When they came through the door he was assembling the last of his explosive in a three pound charge linked by his last detonator to Cordtex equivalent and safety fuse.
All clear in his mind. Where he would use the shaped charge, and where the smaller explosive charge, and where the Cordtex equivalent on the grilles because George had told him that Cordtex would blow away the grille bolts, slice them.
He was on his knees on the carpet when they came back, and writing on a torn scrap of paper. He had written 'rope' and 'bent metal'.
'We took a car,' Ros said.
Jan said, 'She didn't know it was so easy, to open a car up and drive it away.'
The two stared down at Jack's handiwork.
A breathlessness in Ros's voice. 'Is it going to do the job?'
'If it doesn't I'll be giving hell to an old guy in England when I get back.' Jack grinned.
'How so?'
Jack said, 'This is the first time I've ever built anything like it.'
'The first time?'
'But you're supposed to be…'
'It's the first time,' Jack said.
Ros turned away. She was shaking her head, broad sweeps, and the red ribbon in her hair flowing. A crack in her voice. 'And you haven't even thought how you'll get away in the car, where you'll go.'
'My father'll know.'
'I think it's pathetic.'
'I don't have the time, Ros It's way past midnight.
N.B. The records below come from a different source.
//! 数据库 Schema 定义

/// 连接级 PRAGMA（每次打开连接执行）
pub const PRAGMA_SQL: &str = r#"
PRAGMA journal_mode = WAL;
PRAGMA synchronous = NORMAL;
PRAGMA foreign_keys = ON;
"#;

/// 核心 Schema SQL
pub const SCHEMA_SQL: &str = r#"
-- Sessions 表
CREATE TABLE IF NOT EXISTS sessions (
    id TEXT PRIMARY KEY,              -- UUID v4，持久会话 ID
    claude_session_id TEXT,           -- Claude 的 session_id（旧事件可能为空）
    started_at INTEGER NOT NULL,
    ended_at INTEGER,
    cwd TEXT,
    project_name TEXT,
    model TEXT,
    git_branch TEXT,
    git_commit TEXT,
    -- transcript 增量游标
    transcript_offset INTEGER NOT NULL DEFAULT 0,  -- 已入库的字节数
    transcript_lines INTEGER NOT NULL DEFAULT 0,   -- 已入库的完整行数
    transcript_file_id TEXT,                        -- 游标对应的文件标识
    created_at INTEGER NOT NULL DEFAULT (strftime('%s', 'now') * 1000),
    updated_at INTEGER NOT NULL DEFAULT (strftime('%s', 'now') * 1000)
);

-- Hook 事件表（写入后不可变）
CREATE TABLE IF NOT EXISTS hook_events (
    id INTEGER PRIMARY KEY AUTOINCREMENT,
    session_id TEXT NOT NULL REFERENCES sessions(id),
    event_kind TEXT NOT NULL,
    occurred_at INTEGER NOT NULL,
    raw_json TEXT NOT NULL,
    claude_session_id TEXT,
    transcript_path TEXT,
    cwd TEXT,
    permission_mode TEXT
);

-- 工具调用表（begin/end 关联）
CREATE TABLE IF NOT EXISTS tool_invocations (
    id INTEGER PRIMARY KEY AUTOINCREMENT,
    event_id INTEGER NOT NULL REFERENCES hook_events(id),
    session_id TEXT NOT NULL REFERENCES sessions(id),
    tool_name TEXT NOT NULL,
    tool_use_id TEXT,                 -- 关联键
    started_at INTEGER,               -- 无头行为 NULL
    completed_at INTEGER,             -- NULL = Pending
    duration_ms INTEGER,
    tool_input_json TEXT,
    tool_result TEXT,
    was_blocked INTEGER NOT NULL DEFAULT 0,
    block_reason TEXT
);

-- Messages 表（transcript 解析结果）
CREATE TABLE IF NOT EXISTS messages (
    id INTEGER PRIMARY KEY AUTOINCREMENT,
    session_id TEXT NOT NULL REFERENCES sessions(id),
    message_uuid TEXT,
    parent_uuid TEXT,
    role TEXT NOT NULL,               -- user | assistant | system
    content TEXT,
    content_blocks_json TEXT,
    thinking_content TEXT,
    model TEXT,
    timestamp INTEGER,
    trigger_event_id INTEGER REFERENCES hook_events(id)
);

-- Token 用量表
CREATE TABLE IF NOT EXISTS token_usage (
    id INTEGER PRIMARY KEY AUTOINCREMENT,
    session_id TEXT NOT NULL REFERENCES sessions(id),
    message_uuid TEXT,
    model TEXT,
    input_tokens INTEGER,
    output_tokens INTEGER,
    cache_creation_tokens INTEGER,
    cache_read_tokens INTEGER,
    service_tier TEXT,
    estimated_cost_usd REAL
);

-- Git 变更表（会话结束时写入）
CREATE TABLE IF NOT EXISTS git_changes (
    id INTEGER PRIMARY KEY AUTOINCREMENT,
    session_id TEXT NOT NULL REFERENCES sessions(id),
    file_path TEXT NOT NULL,
    change_type TEXT NOT NULL,        -- added | modified | deleted
    lines_added INTEGER NOT NULL DEFAULT 0,
    lines_deleted INTEGER NOT NULL DEFAULT 0,
    diff_text TEXT,
    recorded_at INTEGER NOT NULL
);

-- 事件明细表
CREATE TABLE IF NOT EXISTS user_prompts (
    event_id INTEGER PRIMARY KEY REFERENCES hook_events(id),
    prompt_text TEXT NOT NULL
);

CREATE TABLE IF NOT EXISTS stop_events (
    event_id INTEGER PRIMARY KEY REFERENCES hook_events(id),
    reason TEXT
);

CREATE TABLE IF NOT EXISTS subagent_events (
    event_id INTEGER PRIMARY KEY REFERENCES hook_events(id),
    agent_type TEXT NOT NULL,
    task_description TEXT,
    result TEXT,
    tool_use_id TEXT
);

CREATE TABLE IF NOT EXISTS compact_events (
    event_id INTEGER PRIMARY KEY REFERENCES hook_events(id),
    summary_content TEXT
);

CREATE TABLE IF NOT EXISTS notification_events (
    event_id INTEGER PRIMARY KEY REFERENCES hook_events(id),
    notification_type TEXT,
    notification_content TEXT
);

-- 诊断计数器
CREATE TABLE IF NOT EXISTS telemetry_counters (
    name TEXT PRIMARY KEY,
    value INTEGER NOT NULL DEFAULT 0
);

-- 唯一索引（去重 / 并发收敛）
CREATE UNIQUE INDEX IF NOT EXISTS ux_sessions_claude_session
    ON sessions(claude_session_id) WHERE claude_session_id IS NOT NULL;
CREATE UNIQUE INDEX IF NOT EXISTS ux_tool_invocations_pending
    ON tool_invocations(session_id, tool_use_id)
    WHERE completed_at IS NULL AND tool_use_id IS NOT NULL;
CREATE UNIQUE INDEX IF NOT EXISTS ux_messages_uuid
    ON messages(message_uuid) WHERE message_uuid IS NOT NULL;
CREATE UNIQUE INDEX IF NOT EXISTS ux_token_usage_uuid
    ON token_usage(message_uuid) WHERE message_uuid IS NOT NULL;
CREATE UNIQUE INDEX IF NOT EXISTS ux_git_changes_file
    ON git_changes(session_id, file_path);

-- 查询索引
CREATE INDEX IF NOT EXISTS idx_sessions_open_cwd ON sessions(cwd, started_at DESC) WHERE ended_at IS NULL;
CREATE INDEX IF NOT EXISTS idx_hook_events_session_time ON hook_events(session_id, occurred_at);
CREATE INDEX IF NOT EXISTS idx_messages_session_time ON messages(session_id, timestamp);
CREATE INDEX IF NOT EXISTS idx_tool_invocations_key ON tool_invocations(tool_use_id);
CREATE INDEX IF NOT EXISTS idx_token_usage_session ON token_usage(session_id);
"#;

/// 健康检查要求存在的核心表
pub const REQUIRED_TABLES: &[&str] = &[
    "sessions",
    "hook_events",
    "tool_invocations",
    "messages",
    "token_usage",
];
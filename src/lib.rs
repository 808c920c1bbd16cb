//! claude-telemetry-db - Claude Code hook 事件的持久化存储
//!
//! 每个 hook 事件由一个独立的短生命周期进程处理，进程之间不共享内存，
//! 所有协调都通过 SQLite 上的原子条件写入完成。
//!
//! # 核心功能
//!
//! - **会话解析**: Claude session_id → 唯一持久会话（并发首事件收敛）
//! - **工具调用关联**: PreToolUse / PostToolUse 配对，任意到达顺序
//! - **Transcript 增量入库**: 字节游标 + 唯一索引去重
//! - **故障隔离**: 存储不可用时返回中性响应，不阻塞工具调用
//!
//! # Feature Flags
//!
//! - `git`: 通过 git CLI 采集分支/提交/文件变更

pub mod config;
pub mod correlator;
pub mod db;
pub mod error;
pub mod git;
pub mod handler;
pub mod health;
pub mod ingest;
pub mod migrations;
pub mod pricing;
pub mod protocol;
pub mod schema;
pub mod session;
pub mod transcript;
pub mod types;

// Re-exports
pub use config::DbConfig;
pub use correlator::{BeginRecord, EndOutcome, EndRecord, InvocationRef};
pub use db::{counter, current_time_ms, GitChangeInput, NewEvent, TelemetryDB, WriteOutcome};
pub use error::{Error, Result};
pub use handler::{Failure, HandledEvent, Pipeline};
pub use health::{check_health, HealthReport};
pub use ingest::{IngestSummary, TranscriptBatch, TranscriptCursor};
pub use protocol::{EventBody, HookEvent, HookPayload, HookResponse};
pub use session::{SessionHandle, SessionMeta};
pub use transcript::{TranscriptRecord, UsageBlock};
pub use types::*;

#[cfg(feature = "git")]
pub use git::GitCli;
pub use git::{GitInfo, GitProbe, NoGit};
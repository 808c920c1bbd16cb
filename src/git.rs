//! Git 元数据采集
//!
//! 会话开始时记录分支/提交，会话结束时记录工作区相对 HEAD 的文件变更。
//! 采集失败只影响元数据，不影响事件入库。

use crate::db::GitChangeInput;
use crate::error::Result;
use crate::types::ChangeType;
use std::path::Path;

/// 分支和提交
#[derive(Debug, Clone, Default, PartialEq, Eq)]
pub struct GitInfo {
    pub branch: Option<String>,
    pub commit: Option<String>,
}

/// Git 探针
pub trait GitProbe: Send + Sync {
    /// 当前分支和短提交号，任一失败对应字段为 `None`
    fn branch_and_commit(&self, cwd: Option<&Path>) -> GitInfo;

    /// 工作区相对 HEAD 的文件变更
    fn changes(&self, cwd: Option<&Path>) -> Result<Vec<GitChangeInput>>;
}

/// 不采集 git 信息
#[derive(Debug, Clone, Copy, Default)]
pub struct NoGit;

impl GitProbe for NoGit {
    fn branch_and_commit(&self, _cwd: Option<&Path>) -> GitInfo {
        GitInfo::default()
    }

    fn changes(&self, _cwd: Option<&Path>) -> Result<Vec<GitChangeInput>> {
        Ok(Vec::new())
    }
}

/// 调用 `git` 命令行
#[cfg(feature = "git")]
#[derive(Debug, Clone, Copy, Default)]
pub struct GitCli;

#[cfg(feature = "git")]
impl GitCli {
    fn run(&self, cwd: Option<&Path>, args: &[&str]) -> Result<Option<String>> {
        let mut cmd = std::process::Command::new("git");
        cmd.args(args);
        if let Some(dir) = cwd {
            cmd.current_dir(dir);
        }
        let output = cmd.output()?;
        if !output.status.success() {
            tracing::debug!(
                "git {:?} 失败 ({}): {}",
                args,
                output.status,
                String::from_utf8_lossy(&output.stderr).trim()
            );
            return Ok(None);
        }
        Ok(Some(String::from_utf8_lossy(&output.stdout).into_owned()))
    }

    fn run_trimmed(&self, cwd: Option<&Path>, args: &[&str]) -> Option<String> {
        match self.run(cwd, args) {
            Ok(out) => out.map(|s| s.trim().to_string()).filter(|s| !s.is_empty()),
            Err(e) => {
                tracing::debug!("无法执行 git: {}", e);
                None
            }
        }
    }
}

#[cfg(feature = "git")]
impl GitProbe for GitCli {
    fn branch_and_commit(&self, cwd: Option<&Path>) -> GitInfo {
        GitInfo {
            branch: self.run_trimmed(cwd, &["rev-parse", "--abbrev-ref", "HEAD"]),
            commit: self.run_trimmed(cwd, &["rev-parse", "--short", "HEAD"]),
        }
    }

    fn changes(&self, cwd: Option<&Path>) -> Result<Vec<GitChangeInput>> {
        Ok(self
            .run(cwd, &["diff", "--numstat", "HEAD"])?
            .map(|out| parse_numstat(&out))
            .unwrap_or_default())
    }
}

/// 默认探针：启用 `git` feature 时调用命令行，否则不采集
pub fn default_probe() -> Box<dyn GitProbe> {
    #[cfg(feature = "git")]
    {
        Box::new(GitCli)
    }
    #[cfg(not(feature = "git"))]
    {
        Box::new(NoGit)
    }
}

/// 解析 `git diff --numstat` 输出
///
/// 每行 `added\tdeleted\tpath`，二进制文件的行数为 `-`（按 0 计）。
/// 只有新增行视为 added，只有删除行视为 deleted，其余为 modified。
pub fn parse_numstat(output: &str) -> Vec<GitChangeInput> {
    output
        .lines()
        .filter_map(|line| {
            let mut parts = line.splitn(3, '\t');
            let added = parts.next()?;
            let deleted = parts.next()?;
            let path = parts.next()?.trim();
            if path.is_empty() {
                return None;
            }

            let count = |s: &str| -> Option<i64> {
                match s.trim() {
                    "-" => Some(0),
                    n => n.parse().ok(),
                }
            };
            let lines_added = count(added)?;
            let lines_deleted = count(deleted)?;

            let change_type = match (lines_added > 0, lines_deleted > 0) {
                (true, false) => ChangeType::Added,
                (false, true) => ChangeType::Deleted,
                _ => ChangeType::Modified,
            };

            Some(GitChangeInput {
                file_path: path.to_string(),
                change_type,
                lines_added,
                lines_deleted,
                diff_text: None,
            })
        })
        .collect()
}
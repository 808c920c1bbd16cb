//! Hook 协议定义
//!
//! 输入：Claude Code 通过 stdin 传入的单个 JSON 对象。
//! 输出：写到 stdout 的单个 JSON 对象。
//!
//! 公共字段放在 [`HookPayload`]，事件专属字段按 [`EventKind`] 解析成 [`EventBody`]。
//! 原始 JSON 始终保留，用于归档和向前兼容。

use crate::types::EventKind;
use serde::{Deserialize, Serialize};
use serde_json::Value;

/// 所有事件共有的字段
#[derive(Debug, Clone, Default, PartialEq, Serialize, Deserialize)]
pub struct HookPayload {
    /// Claude 的 session_id（外部 token）
    #[serde(default)]
    pub session_id: Option<String>,
    #[serde(default)]
    pub transcript_path: Option<String>,
    #[serde(default)]
    pub cwd: Option<String>,
    #[serde(default)]
    pub permission_mode: Option<String>,
    #[serde(default)]
    pub hook_event_name: Option<String>,
}

/// SessionStart
#[derive(Debug, Clone, Default, PartialEq, Deserialize)]
pub struct SessionStartBody {
    /// startup / resume / clear / compact
    #[serde(default)]
    pub source: Option<String>,
    #[serde(default)]
    pub model: Option<String>,
}

/// SessionEnd
#[derive(Debug, Clone, Default, PartialEq, Deserialize)]
pub struct SessionEndBody {
    #[serde(default)]
    pub reason: Option<String>,
}

/// UserPromptSubmit
#[derive(Debug, Clone, Default, PartialEq, Deserialize)]
pub struct UserPromptBody {
    #[serde(default, alias = "user_prompt")]
    pub prompt: Option<String>,
}

/// PreToolUse (begin)
#[derive(Debug, Clone, Default, PartialEq, Deserialize)]
pub struct ToolBeginBody {
    #[serde(default)]
    pub tool_name: Option<String>,
    #[serde(default)]
    pub tool_use_id: Option<String>,
    #[serde(default)]
    pub tool_input: Option<Value>,
}

/// PostToolUse (end)
#[derive(Debug, Clone, Default, PartialEq, Deserialize)]
pub struct ToolEndBody {
    #[serde(default)]
    pub tool_name: Option<String>,
    #[serde(default)]
    pub tool_use_id: Option<String>,
    #[serde(default)]
    pub tool_input: Option<Value>,
    #[serde(default)]
    pub tool_response: Option<Value>,
    #[serde(default)]
    pub blocked: bool,
    #[serde(default)]
    pub block_reason: Option<String>,
}

/// SubagentStop
#[derive(Debug, Clone, Default, PartialEq, Deserialize)]
pub struct SubagentBody {
    #[serde(default)]
    pub agent_type: Option<String>,
    #[serde(default)]
    pub task_description: Option<String>,
    #[serde(default)]
    pub tool_use_id: Option<String>,
    #[serde(default)]
    pub result: Option<Value>,
}

/// PreCompact
#[derive(Debug, Clone, Default, PartialEq, Deserialize)]
pub struct CompactBody {
    /// manual / auto
    #[serde(default)]
    pub trigger: Option<String>,
    #[serde(default)]
    pub summary_content: Option<Value>,
}

/// Notification
#[derive(Debug, Clone, Default, PartialEq, Deserialize)]
pub struct NotificationBody {
    #[serde(default)]
    pub notification_type: Option<String>,
    #[serde(default, alias = "message")]
    pub notification_content: Option<Value>,
}

/// Stop
#[derive(Debug, Clone, Default, PartialEq, Deserialize)]
pub struct StopBody {
    #[serde(default)]
    pub reason: Option<String>,
    #[serde(default)]
    pub stop_hook_active: bool,
}

/// 事件专属字段
#[derive(Debug, Clone, PartialEq)]
pub enum EventBody {
    SessionStart(SessionStartBody),
    SessionEnd(SessionEndBody),
    UserPromptSubmit(UserPromptBody),
    PreToolUse(ToolBeginBody),
    PostToolUse(ToolEndBody),
    SubagentStop(SubagentBody),
    PreCompact(CompactBody),
    Notification(NotificationBody),
    Stop(StopBody),
    /// 字段形状不对：原始事件照常入库，跳过明细提取
    Malformed { reason: String },
}

impl EventBody {
    fn parse(kind: EventKind, value: &Value) -> Self {
        fn body<T: for<'de> Deserialize<'de>>(value: &Value) -> Result<T, serde_json::Error> {
            T::deserialize(value)
        }

        let parsed = match kind {
            EventKind::SessionStart => body(value).map(EventBody::SessionStart),
            EventKind::SessionEnd => body(value).map(EventBody::SessionEnd),
            EventKind::UserPromptSubmit => body(value).map(EventBody::UserPromptSubmit),
            EventKind::PreToolUse => body(value).map(EventBody::PreToolUse),
            EventKind::PostToolUse => body(value).map(EventBody::PostToolUse),
            EventKind::SubagentStop => body(value).map(EventBody::SubagentStop),
            EventKind::PreCompact => body(value).map(EventBody::PreCompact),
            EventKind::Notification => body(value).map(EventBody::Notification),
            EventKind::Stop => body(value).map(EventBody::Stop),
        };

        parsed.unwrap_or_else(|e| EventBody::Malformed {
            reason: e.to_string(),
        })
    }

    pub fn is_malformed(&self) -> bool {
        matches!(self, EventBody::Malformed { .. })
    }
}

/// 解析后的 hook 事件
#[derive(Debug, Clone, PartialEq)]
pub struct HookEvent {
    pub kind: EventKind,
    pub payload: HookPayload,
    pub body: EventBody,
    /// 原始输入，原样归档
    pub raw_json: String,
}

impl HookEvent {
    /// 解析 stdin 内容
    ///
    /// 不会失败：无法解析的输入以 [`EventBody::Malformed`] 表示，原文照样保留。
    pub fn parse(kind: EventKind, raw: &str) -> Self {
        let value = match serde_json::from_str::<Value>(raw) {
            Ok(v) if v.is_object() => v,
            Ok(_) => {
                return Self::malformed(kind, raw, "payload is not a JSON object".to_string());
            }
            Err(e) => return Self::malformed(kind, raw, e.to_string()),
        };

        let payload = HookPayload::deserialize(&value).unwrap_or_else(|e| {
            tracing::warn!("{} 公共字段格式错误: {}", kind, e);
            HookPayload::default()
        });
        let body = EventBody::parse(kind, &value);
        if let EventBody::Malformed { reason } = &body {
            tracing::warn!("{} 事件字段格式错误，跳过明细提取: {}", kind, reason);
        }

        Self {
            kind,
            payload,
            body,
            raw_json: raw.to_string(),
        }
    }

    fn malformed(kind: EventKind, raw: &str, reason: String) -> Self {
        tracing::warn!("{} payload 无法解析: {}", kind, reason);
        Self {
            kind,
            payload: HookPayload::default(),
            body: EventBody::Malformed { reason },
            raw_json: raw.to_string(),
        }
    }
}

/// 写回 stdout 的响应
#[derive(Debug, Clone, Default, PartialEq, Serialize, Deserialize)]
#[serde(rename_all = "camelCase")]
pub struct HookResponse {
    #[serde(default, skip_serializing_if = "Option::is_none")]
    pub hook_specific_output: Option<HookSpecificOutput>,
    #[serde(default, skip_serializing_if = "Option::is_none")]
    pub system_message: Option<String>,
}

/// 事件专属输出
#[derive(Debug, Clone, PartialEq, Serialize, Deserialize)]
#[serde(rename_all = "camelCase")]
pub struct HookSpecificOutput {
    pub hook_event_name: String,
    #[serde(default, skip_serializing_if = "Option::is_none")]
    pub permission_decision: Option<PermissionDecision>,
}

/// PreToolUse 决策
#[derive(Debug, Clone, Copy, PartialEq, Eq, Serialize, Deserialize)]
#[serde(rename_all = "lowercase")]
pub enum PermissionDecision {
    Allow,
    Deny,
    Ask,
}

impl HookResponse {
    /// 空响应 `{}`
    pub fn empty() -> Self {
        Self::default()
    }

    /// PreToolUse 放行
    pub fn allow() -> Self {
        Self {
            hook_specific_output: Some(HookSpecificOutput {
                hook_event_name: EventKind::PreToolUse.as_str().to_string(),
                permission_decision: Some(PermissionDecision::Allow),
            }),
            system_message: None,
        }
    }

    /// 给用户的提示
    pub fn system_message(message: impl Into<String>) -> Self {
        Self {
            hook_specific_output: None,
            system_message: Some(message.into()),
        }
    }

    /// 各事件的中性响应：PreToolUse 始终放行，其他为空
    pub fn benign(kind: EventKind) -> Self {
        match kind {
            EventKind::PreToolUse => Self::allow(),
            _ => Self::empty(),
        }
    }

    pub fn to_json(&self) -> String {
        serde_json::to_string(self).unwrap_or_else(|_| "{}".to_string())
    }
}

#[cfg(test)]
mod tests {
    use super::*;
    use serde_json::json;

    #[test]
    fn test_parse_pre_tool_use() {
        let raw = json!({
            "session_id": "sess-1",
            "transcript_path": "/tmp/t.jsonl",
            "cwd": "/work/app",
            "permission_mode": "default",
            "hook_event_name": "PreToolUse",
            "tool_name": "Read",
            "tool_use_id": "tu_1",
            "tool_input": {"file_path": "/work/app/main.rs"}
        })
        .to_string();

        let event = HookEvent::parse(EventKind::PreToolUse, &raw);
        assert_eq!(event.payload.session_id.as_deref(), Some("sess-1"));
        assert_eq!(event.payload.cwd.as_deref(), Some("/work/app"));
        assert_eq!(event.raw_json, raw);
        match event.body {
            EventBody::PreToolUse(body) => {
                assert_eq!(body.tool_name.as_deref(), Some("Read"));
                assert_eq!(body.tool_use_id.as_deref(), Some("tu_1"));
                assert_eq!(body.tool_input.unwrap()["file_path"], "/work/app/main.rs");
            }
            other => panic!("unexpected body: {:?}", other),
        }
    }

    #[test]
    fn test_parse_aliases() {
        let event = HookEvent::parse(
            EventKind::UserPromptSubmit,
            r#"{"session_id":"s","user_prompt":"hello"}"#,
        );
        assert_eq!(
            event.body,
            EventBody::UserPromptSubmit(UserPromptBody {
                prompt: Some("hello".into())
            })
        );

        let event = HookEvent::parse(
            EventKind::Notification,
            r#"{"notification_type":"idle","message":"waiting"}"#,
        );
        match event.body {
            EventBody::Notification(n) => {
                assert_eq!(n.notification_type.as_deref(), Some("idle"));
                assert_eq!(n.notification_content, Some(json!("waiting")));
            }
            other => panic!("unexpected body: {:?}", other),
        }
    }

    #[test]
    fn test_parse_session_start_source() {
        let event = HookEvent::parse(EventKind::SessionStart, r#"{"session_id":"s","source":"resume"}"#);
        match event.body {
            EventBody::SessionStart(b) => assert_eq!(b.source.as_deref(), Some("resume")),
            other => panic!("unexpected body: {:?}", other),
        }
        let event = HookEvent::parse(EventKind::SessionStart, r#"{"session_id":"s"}"#);
        match event.body {
            EventBody::SessionStart(b) => assert!(b.source.is_none()),
            other => panic!("unexpected body: {:?}", other),
        }
    }

    #[test]
    fn test_malformed_keeps_raw() {
        let event = HookEvent::parse(EventKind::PostToolUse, "{not json");
        assert!(event.body.is_malformed());
        assert_eq!(event.raw_json, "{not json");
        assert_eq!(event.payload, HookPayload::default());

        let event = HookEvent::parse(EventKind::Stop, "[1,2]");
        assert!(event.body.is_malformed());

        // 字段类型错误：公共字段仍可用
        let event = HookEvent::parse(
            EventKind::PreToolUse,
            r#"{"session_id":"s","tool_name":42}"#,
        );
        assert!(event.body.is_malformed());
        assert_eq!(event.payload.session_id.as_deref(), Some("s"));
    }

    #[test]
    fn test_response_json() {
        assert_eq!(HookResponse::empty().to_json(), "{}");
        assert_eq!(
            HookResponse::allow().to_json(),
            r#"{"hookSpecificOutput":{"hookEventName":"PreToolUse","permissionDecision":"allow"}}"#
        );
        assert_eq!(
            HookResponse::system_message("db down").to_json(),
            r#"{"systemMessage":"db down"}"#
        );
        assert_eq!(HookResponse::benign(EventKind::PreToolUse), HookResponse::allow());
        assert_eq!(HookResponse::benign(EventKind::Stop), HookResponse::empty());
    }
}
//! 数据库配置

use std::path::PathBuf;

/// 连接描述符环境变量
pub const DB_URL_ENV: &str = "CLAUDE_TELEMETRY_DB_URL";

/// 默认 busy 等待时间 (毫秒)
///
/// 多个 hook 进程并发写同一个库时，SQLite 在这个时间内排队等锁。
const DEFAULT_BUSY_TIMEOUT_MS: u64 = 5_000;

/// 数据库连接配置
#[derive(Debug, Clone)]
pub struct DbConfig {
    /// 连接描述符
    /// - 直接路径: "/path/to/telemetry.db"
    /// - URL: "sqlite:///path/to/telemetry.db"
    pub url: String,

    /// 锁等待超时 (毫秒)
    pub busy_timeout_ms: u64,
}

impl DbConfig {
    /// 创建本地 SQLite 配置
    pub fn local<P: Into<PathBuf>>(path: P) -> Self {
        let path = path.into();
        Self {
            url: path.display().to_string(),
            busy_timeout_ms: DEFAULT_BUSY_TIMEOUT_MS,
        }
    }

    /// 从连接描述符创建配置
    pub fn from_url(url: &str) -> Self {
        match url.strip_prefix("sqlite://") {
            Some(path) => Self::local(path),
            None => Self::local(url),
        }
    }

    /// 从环境变量或默认路径创建配置
    pub fn from_env() -> Self {
        if let Ok(url) = std::env::var(DB_URL_ENV) {
            if !url.trim().is_empty() {
                return Self::from_url(url.trim());
            }
        }

        // 默认路径: ~/.claude-telemetry/telemetry.db
        let default_path = dirs::home_dir()
            .map(|h| h.join(".claude-telemetry").join("telemetry.db"))
            .unwrap_or_else(|| PathBuf::from("claude-telemetry.db"));

        Self::local(default_path)
    }

    /// 设置锁等待超时
    pub fn with_busy_timeout_ms(mut self, ms: u64) -> Self {
        self.busy_timeout_ms = ms;
        self
    }

    /// 获取数据库文件路径
    pub fn path(&self) -> PathBuf {
        PathBuf::from(&self.url)
    }
}

impl Default for DbConfig {
    fn default() -> Self {
        Self::from_env()
    }
}

#[cfg(test)]
mod tests {
    use super::*;

    #[test]
    fn test_from_url_strips_scheme() {
        let config = DbConfig::from_url("sqlite:///tmp/telemetry.db");
        assert_eq!(config.path(), PathBuf::from("/tmp/telemetry.db"));

        let config = DbConfig::from_url("/var/data/t.db");
        assert_eq!(config.url, "/var/data/t.db");
    }

    #[test]
    fn test_busy_timeout_override() {
        let config = DbConfig::local("/tmp/x.db").with_busy_timeout_ms(10);
        assert_eq!(config.busy_timeout_ms, 10);
    }
}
I've only today, I don't have time time to go running around the getaway routes. And I'm bloody tired, and I don't need lecturing. If you want to give a lecture then bugger off out through the door first…'
'I'll make a cup of tea,' she said.
Jan levered himself down onto the floor beside Jack. They studied the plan of Pretoria Central and Magazine Hill. Jan pointed to the place where the car would be waiting, shrugged away the distance between Pretoria Central and the car. Jack led Jan through the map points where the grenades would be thrown, where the pistol shots would be fired.
'… And then you'll get the hell out. You have to give that promise. You do what you're going to do and you get clear. You don't stay about to see the show. You go home and you get into your beds, and you go to the university in the morning, and Ros goes to work. It never happened, you were never involved.'
He saw the struggle working at the face of Jan van Niekerk.
Jack said, 'I have to know that you're clear. That'll be a strength to me. You have to make me that promise.'
He saw the way that the crippled boy's fingers stroked the heavy arms of the wire cutter. Light, delicate fingers. He thought the boy should never have been there.
Ros stood in the doorway. She held two mugs of tea.
'To give you strength, we promise.'
'Never hesitate, turn your backs on me.'
'I promise,' Jan said.
Ros leaned forward with the mug of tea for Jack. Her eyes were misted. He thought she was at the limit.
'When are you going to sleep, Jack?'
He smiled. 'I'll catnap when the old man's driving.
Bloody old taxi driver can drive all n i g h t… '
The smile swiped off his face.
'Oh, Christ… ' Furious concentrated anger spreading over him.
'I missed a window,' Jack hissed. The mug rocked in his hands. 'I have the outer wall. I have the wall onto the exercise yard. I have the window onto the catwalk. I have the grille down into the cell.. . I've all of that accounted for… I don't have the window between the catwalk and the grille over the cell… '
'You're going to kill yourself,' Ros said.
He didn't seem to have heard. He was ripping at the adhesive wrapping he had made around the three pound charge.
'What are you going to do?'
'Just hope that a pound and a half on each will do the two windows, and one without a detonator.'
They left him. They couldn't help him. They left him on the floor with the sweet almond smell of gelignite. They would sleep together on the one bed, dressed and in each other's arms. They would hold each other to shut out the certainty of their fear.